Develop an API endpoint (e.g., /api/recommendations/ ) that fetches the trained model.
What is in the (e.g., user-save data, product metadata)?
Given the "RF" in the filename, a Random Forest classifier is appropriate for predicting the likelihood of a user saving a product [2, 3].
Unzip Wanelo_RF.7z to access the underlying CSV or data files (e.g., user behaviors, product details, save history).
Create vectors for users based on categories saved, price points, and interaction frequency.
The model generates a ranked list of product IDs predicted to have the highest probability of being saved by that user. 4. Evaluation
Create vectors based on description, category, and seller [1, 3].

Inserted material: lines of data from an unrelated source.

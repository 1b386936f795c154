//! Notification preferences attached to users.
//!
//! Delivery of notifications happens outside this crate; these types only
//! describe what a user asked for.

use super::ParseNotificationError;
use serde::{Deserialize, Serialize};

/// Event that triggers a notification.
#[derive(Debug, Clone, Copy, PartialEq, Eq, Hash, Serialize, Deserialize)]
#[serde(rename_all = "snake_case")]
pub enum NotificationKind {
    /// A task was assigned to the user.
    OnAssign,
    /// One of the user's tasks was started.
    OnStart,
    /// One of the user's tasks was completed.
    OnComplete,
    /// A task reached its due date.
    OnDue,
    /// A task is due within `days_before` days.
    DaysBeforeDue,
}

impl NotificationKind {
    /// Returns the canonical storage representation.
    #[must_use]
    pub const fn as_str(self) -> &'static str {
        match self {
            Self::OnAssign => "on_assign",
            Self::OnStart => "on_start",
            Self::OnComplete => "on_complete",
            Self::OnDue => "on_due",
            Self::DaysBeforeDue => "n_days_before_due",
        }
    }
}

impl TryFrom<&str> for NotificationKind {
    type Error = ParseNotificationError;

    fn try_from(value: &str) -> Result<Self, Self::Error> {
        match value.trim().to_ascii_lowercase().as_str() {
            "on_assign" => Ok(Self::OnAssign),
            "on_start" => Ok(Self::OnStart),
            "on_complete" => Ok(Self::OnComplete),
            "on_due" => Ok(Self::OnDue),
            "n_days_before_due" => Ok(Self::DaysBeforeDue),
            _ => Err(ParseNotificationError(value.to_owned())),
        }
    }
}

/// Channel through which a notification is delivered.
#[derive(Debug, Clone, Copy, PartialEq, Eq, Hash, Serialize, Deserialize)]
#[serde(rename_all = "snake_case")]
pub enum NotificationMethod {
    /// Email delivery.
    Email,
    /// In-application notice.
    InApp,
    /// Text message.
    Sms,
    /// Push notification.
    Push,
}

impl NotificationMethod {
    /// Returns the canonical storage representation.
    #[must_use]
    pub const fn as_str(self) -> &'static str {
        match self {
            Self::Email => "email",
            Self::InApp => "in_app",
            Self::Sms => "sms",
            Self::Push => "push",
        }
    }
}

impl TryFrom<&str> for NotificationMethod {
    type Error = ParseNotificationError;

    fn try_from(value: &str) -> Result<Self, Self::Error> {
        match value.trim().to_ascii_lowercase().as_str() {
            "email" => Ok(Self::Email),
            "in_app" => Ok(Self::InApp),
            "sms" => Ok(Self::Sms),
            "push" => Ok(Self::Push),
            _ => Err(ParseNotificationError(value.to_owned())),
        }
    }
}

/// A single notification preference.
#[derive(Debug, Clone, PartialEq, Eq, Serialize, Deserialize)]
pub struct NotificationSetting {
    /// Triggering event.
    pub kind: NotificationKind,
    /// Whether the preference is active.
    pub enabled: bool,
    /// Delivery channels.
    pub methods: Vec<NotificationMethod>,
    /// Lead time for [`NotificationKind::DaysBeforeDue`]; ignored otherwise.
    pub days_before: u32,
}

impl NotificationSetting {
    /// Creates an enabled setting with no delivery methods.
    #[must_use]
    pub const fn new(kind: NotificationKind) -> Self {
        Self {
            kind,
            enabled: true,
            methods: Vec::new(),
            days_before: 0,
        }
    }

    /// Sets the delivery methods.
    #[must_use]
    pub fn with_methods(mut self, methods: impl IntoIterator<Item = NotificationMethod>) -> Self {
        self.methods = methods.into_iter().collect();
        self
    }

    /// Sets the lead time in days.
    #[must_use]
    pub const fn with_days_before(mut self, days_before: u32) -> Self {
        self.days_before = days_before;
        self
    }

    /// Disables the setting.
    #[must_use]
    pub const fn disabled(mut self) -> Self {
        self.enabled = false;
        self
    }
}
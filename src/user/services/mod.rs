//! Directory resolution and user registration services.

mod directory;
mod registry;

pub use directory::{DirectoryError, DirectoryResolver, Lookup};
pub use registry::{CreateUserRequest, UserRegistryError, UserRegistryService};
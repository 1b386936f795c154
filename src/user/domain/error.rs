//! Error types for user domain validation and parsing.

use thiserror::Error;

/// Errors returned while constructing user domain values.
#[derive(Debug, Clone, Error, PartialEq, Eq)]
pub enum UserDomainError {
    /// The user identifier is empty or contains whitespace.
    #[error("invalid user identifier '{0}'")]
    InvalidUserId(String),

    /// The user name is empty after trimming.
    #[error("user name must not be empty")]
    EmptyName,

    /// The email address is empty after trimming.
    #[error("user email must not be empty")]
    EmptyEmail,

    /// The email address is not of the form `local@domain`.
    #[error("invalid email address '{0}'")]
    InvalidEmail(String),
}

/// Error returned while parsing notification kinds or methods.
#[derive(Debug, Clone, Error, PartialEq, Eq)]
#[error("unknown notification value: {0}")]
pub struct ParseNotificationError(pub String);
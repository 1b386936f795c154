//! Identifier type for tasks.

use super::TaskDomainError;
use serde::{Deserialize, Serialize};
use std::borrow::Borrow;
use std::fmt;
use uuid::Uuid;

/// Opaque, globally unique task identifier.
///
/// Generated identifiers are 32 lowercase hex digits; identifiers supplied
/// from storage may be any non-empty string without whitespace.
#[derive(Debug, Clone, PartialEq, Eq, Hash, PartialOrd, Ord, Serialize, Deserialize)]
#[serde(transparent)]
pub struct TaskId(String);

impl TaskId {
    /// Creates a fresh random identifier.
    #[must_use]
    pub fn generate() -> Self {
        Self(Uuid::new_v4().simple().to_string())
    }

    /// Wraps an existing identifier.
    ///
    /// # Errors
    ///
    /// Returns [`TaskDomainError::InvalidTaskId`] when the value is empty or
    /// contains whitespace.
    pub fn new(value: impl Into<String>) -> Result<Self, TaskDomainError> {
        let raw = value.into();
        if raw.is_empty() || raw.chars().any(char::is_whitespace) {
            return Err(TaskDomainError::InvalidTaskId(raw));
        }
        Ok(Self(raw))
    }

    /// Returns the identifier as a string slice.
    #[must_use]
    pub fn as_str(&self) -> &str {
        &self.0
    }
}

impl AsRef<str> for TaskId {
    fn as_ref(&self) -> &str {
        self.as_str()
    }
}

impl Borrow<str> for TaskId {
    fn borrow(&self) -> &str {
        self.as_str()
    }
}

impl fmt::Display for TaskId {
    fn fmt(&self, f: &mut fmt::Formatter<'_>) -> fmt::Result {
        f.write_str(&self.0)
    }
}
//! Parallel graph mutations never corrupt the dependency graph.

use super::helpers::{Stack, ensure_edges_symmetric};
use tasker::config::LifecycleConfig;
use tasker::task::{domain::TaskId, services::AddTaskRequest};

#[tokio::test(flavor = "multi_thread", worker_threads = 4)]
async fn opposing_edges_added_concurrently_never_form_a_cycle() -> Result<(), eyre::Report> {
    let stack = Stack::new(LifecycleConfig::with_max_inbox_size(16));
    let owner = stack.user("Alice").await?;
    let mut ids: Vec<TaskId> = Vec::new();
    for index in 0..6 {
        ids.push(stack.add(&owner, &format!("Node {index}")).await?.id().clone());
    }

    let mut handles = Vec::new();
    for from in &ids {
        for to in &ids {
            if from == to {
                continue;
            }
            let lifecycle = std::sync::Arc::clone(&stack.lifecycle);
            let source = from.clone();
            let target = to.clone();
            handles.push(tokio::spawn(async move {
                lifecycle.advertise_task(&source, &[target]).await
            }));
        }
    }
    let mut accepted = 0_usize;
    for handle in handles {
        if handle.await?.is_ok() {
            accepted += 1;
        }
    }

    eyre::ensure!(accepted > 0, "at least one edge should be accepted");
    let ordered = stack.lifecycle.get_task_dag(&owner).await?;
    eyre::ensure!(ordered.len() == ids.len(), "every task should be ordered");
    ensure_edges_symmetric(&ordered)
}

#[tokio::test(flavor = "multi_thread", worker_threads = 4)]
async fn concurrent_adds_never_overfill_the_inbox() -> Result<(), eyre::Report> {
    let stack = Stack::new(LifecycleConfig::with_max_inbox_size(5));
    let owner = stack.user("Alice").await?;

    let handles: Vec<_> = (0..12)
        .map(|index| {
            let lifecycle = std::sync::Arc::clone(&stack.lifecycle);
            let request = AddTaskRequest::new(owner.clone(), format!("Task {index}"));
            tokio::spawn(async move { lifecycle.add_task(request).await })
        })
        .collect();
    let mut admitted = 0_usize;
    for handle in handles {
        if handle.await?.is_ok() {
            admitted += 1;
        }
    }

    eyre::ensure!(admitted == 5, "expected exactly five admissions, got {admitted}");
    eyre::ensure!(
        stack.lifecycle.list_tasks_by_user(&owner, None).await?.len() == 5,
        "stored population should match admissions"
    );
    Ok(())
}
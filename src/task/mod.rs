//! Task lifecycle management.
//!
//! Tasks move through Pending, Inbox, Staging, Active, and Archived, gated
//! by a dependency graph that must stay acyclic. The module follows
//! hexagonal architecture:
//!
//! - Domain types and graph rules in [`domain`]
//! - Port contracts in [`ports`]
//! - Adapter implementations in [`adapters`]
//! - Orchestration services in [`services`]
//! - Short-ID addressing in [`resolver`]

pub mod adapters;
pub mod domain;
pub mod ports;
pub mod resolver;
pub mod services;

#[cfg(test)]
mod tests;
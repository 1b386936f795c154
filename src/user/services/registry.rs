//! Service layer for user registration and lookup.
//!
//! Every write refreshes the [`DirectoryResolver`] from the repository before
//! returning, so a just-created user resolves immediately.

use crate::error::ErrorKind;
use crate::user::{
    domain::{NotificationSetting, User, UserDomainError, UserId},
    ports::{UserRepository, UserRepositoryError},
    services::{DirectoryError, DirectoryResolver},
};
use std::sync::Arc;
use thiserror::Error;
use tokio::sync::Mutex;
use tracing::info;

/// Request payload for registering a user.
#[derive(Debug, Clone, PartialEq, Eq)]
pub struct CreateUserRequest {
    id: Option<String>,
    email: String,
    name: String,
    notification_settings: Vec<NotificationSetting>,
}

impl CreateUserRequest {
    /// Creates a request with the required fields. An ID is generated unless
    /// one is supplied with [`CreateUserRequest::with_id`].
    #[must_use]
    pub fn new(email: impl Into<String>, name: impl Into<String>) -> Self {
        Self {
            id: None,
            email: email.into(),
            name: name.into(),
            notification_settings: Vec::new(),
        }
    }

    /// Uses a caller-chosen identifier.
    #[must_use]
    pub fn with_id(mut self, id: impl Into<String>) -> Self {
        self.id = Some(id.into());
        self
    }

    /// Sets notification preferences.
    #[must_use]
    pub fn with_notification_settings(
        mut self,
        settings: impl IntoIterator<Item = NotificationSetting>,
    ) -> Self {
        self.notification_settings = settings.into_iter().collect();
        self
    }
}

/// Service-level errors for user registration.
#[derive(Debug, Error)]
pub enum UserRegistryError {
    /// Domain validation failed.
    #[error(transparent)]
    Domain(#[from] UserDomainError),
    /// Repository operation failed.
    #[error(transparent)]
    Repository(#[from] UserRepositoryError),
    /// Directory resolution or uniqueness check failed.
    #[error(transparent)]
    Directory(#[from] DirectoryError),
    /// No user exists with the given identifier.
    #[error("user {0} not found")]
    NotFound(UserId),
}

impl UserRegistryError {
    /// Returns the transport-neutral error kind.
    #[must_use]
    pub const fn kind(&self) -> ErrorKind {
        match self {
            Self::Domain(_) => ErrorKind::Validation,
            Self::Repository(err) => err.kind(),
            Self::Directory(err) => err.kind(),
            Self::NotFound(_) => ErrorKind::NotFound,
        }
    }
}

/// Result type for user registry operations.
pub type UserRegistryResult<T> = Result<T, UserRegistryError>;

/// User registration and directory orchestration service.
///
/// Clones share the repository, directory, and write lock.
pub struct UserRegistryService<U>
where
    U: UserRepository,
{
    repository: Arc<U>,
    directory: Arc<DirectoryResolver>,
    write_lock: Arc<Mutex<()>>,
}

impl<U> Clone for UserRegistryService<U>
where
    U: UserRepository,
{
    fn clone(&self) -> Self {
        Self {
            repository: Arc::clone(&self.repository),
            directory: Arc::clone(&self.directory),
            write_lock: Arc::clone(&self.write_lock),
        }
    }
}

impl<U> UserRegistryService<U>
where
    U: UserRepository,
{
    /// Creates a new registry service with an empty directory.
    #[must_use]
    pub fn new(repository: Arc<U>) -> Self {
        Self {
            repository,
            directory: Arc::new(DirectoryResolver::new()),
            write_lock: Arc::new(Mutex::new(())),
        }
    }

    /// Returns the directory resolver kept current by this service.
    #[must_use]
    pub fn directory(&self) -> Arc<DirectoryResolver> {
        Arc::clone(&self.directory)
    }

    /// Registers a new user.
    ///
    /// # Errors
    ///
    /// Returns [`UserRegistryError::Domain`] for invalid input,
    /// [`UserRegistryError::Directory`] when the name or email is taken, and
    /// [`UserRegistryError::Repository`] when persistence fails.
    pub async fn create_user(&self, request: CreateUserRequest) -> UserRegistryResult<User> {
        let CreateUserRequest {
            id,
            email,
            name,
            notification_settings,
        } = request;
        let user_id = match id {
            Some(raw) => UserId::new(raw)?,
            None => UserId::generate(),
        };
        let user = User::new(user_id, email, name)?
            .with_notification_settings(notification_settings);

        let _guard = self.write_lock.lock().await;
        self.rebuild_directory().await?;
        self.directory.validate_name_unique(user.name(), None)?;
        self.directory.validate_email_unique(user.email(), None)?;
        self.repository.store(&user).await?;
        self.rebuild_directory().await?;
        info!(user_id = %user.id(), name = user.name(), "registered user");
        Ok(user)
    }

    /// Persists changes to an existing user.
    ///
    /// # Errors
    ///
    /// Returns [`UserRegistryError::Directory`] when the new name or email
    /// collides with another user, or repository errors.
    pub async fn update_user(&self, user: User) -> UserRegistryResult<User> {
        let _guard = self.write_lock.lock().await;
        self.rebuild_directory().await?;
        self.directory
            .validate_name_unique(user.name(), Some(user.id()))?;
        self.directory
            .validate_email_unique(user.email(), Some(user.id()))?;
        self.repository.update(&user).await?;
        self.rebuild_directory().await?;
        info!(user_id = %user.id(), "updated user");
        Ok(user)
    }

    /// Finds a user by identifier.
    ///
    /// # Errors
    ///
    /// Returns [`UserRegistryError::NotFound`] when the user does not exist.
    pub async fn find_by_id(&self, id: &UserId) -> UserRegistryResult<User> {
        self.repository
            .find_by_id(id)
            .await?
            .ok_or_else(|| UserRegistryError::NotFound(id.clone()))
    }

    /// Returns every registered user.
    ///
    /// # Errors
    ///
    /// Returns repository errors.
    pub async fn list_users(&self) -> UserRegistryResult<Vec<User>> {
        Ok(self.repository.list().await?)
    }

    /// Resolves an ID, email, name, or name prefix to a user.
    ///
    /// # Errors
    ///
    /// Returns [`UserRegistryError::Directory`] when resolution fails.
    pub fn resolve_user(&self, identifier: &str) -> UserRegistryResult<User> {
        Ok(self.directory.resolve_user(identifier)?)
    }

    /// Rebuilds the directory from the repository once any in-flight write
    /// has finished.
    ///
    /// # Errors
    ///
    /// Returns repository errors, or directory errors when the stored
    /// population violates name or email uniqueness.
    pub async fn refresh_directory(&self) -> UserRegistryResult<()> {
        let _guard = self.write_lock.lock().await;
        self.rebuild_directory().await
    }

    /// Rebuilds the directory; the caller must hold the write lock.
    async fn rebuild_directory(&self) -> UserRegistryResult<()> {
        let users = self.repository.list().await?;
        self.directory.update_users(&users)?;
        Ok(())
    }
}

Develop an API endpoint (e.g., /api/recommendations/ ) that fetches the trained model.
What is in the (e.g., user-save data, product metadata)?
Given the "RF" in the filename, a Random Forest classifier is appropriate for predicting the likelihood of a user saving a product [2, 3].
Unzip Wanelo_RF.7z to access the underlying CSV or data files (e.g., user behaviors, product details, save history).
Create vectors for users based on categories saved, price points, and interaction frequency.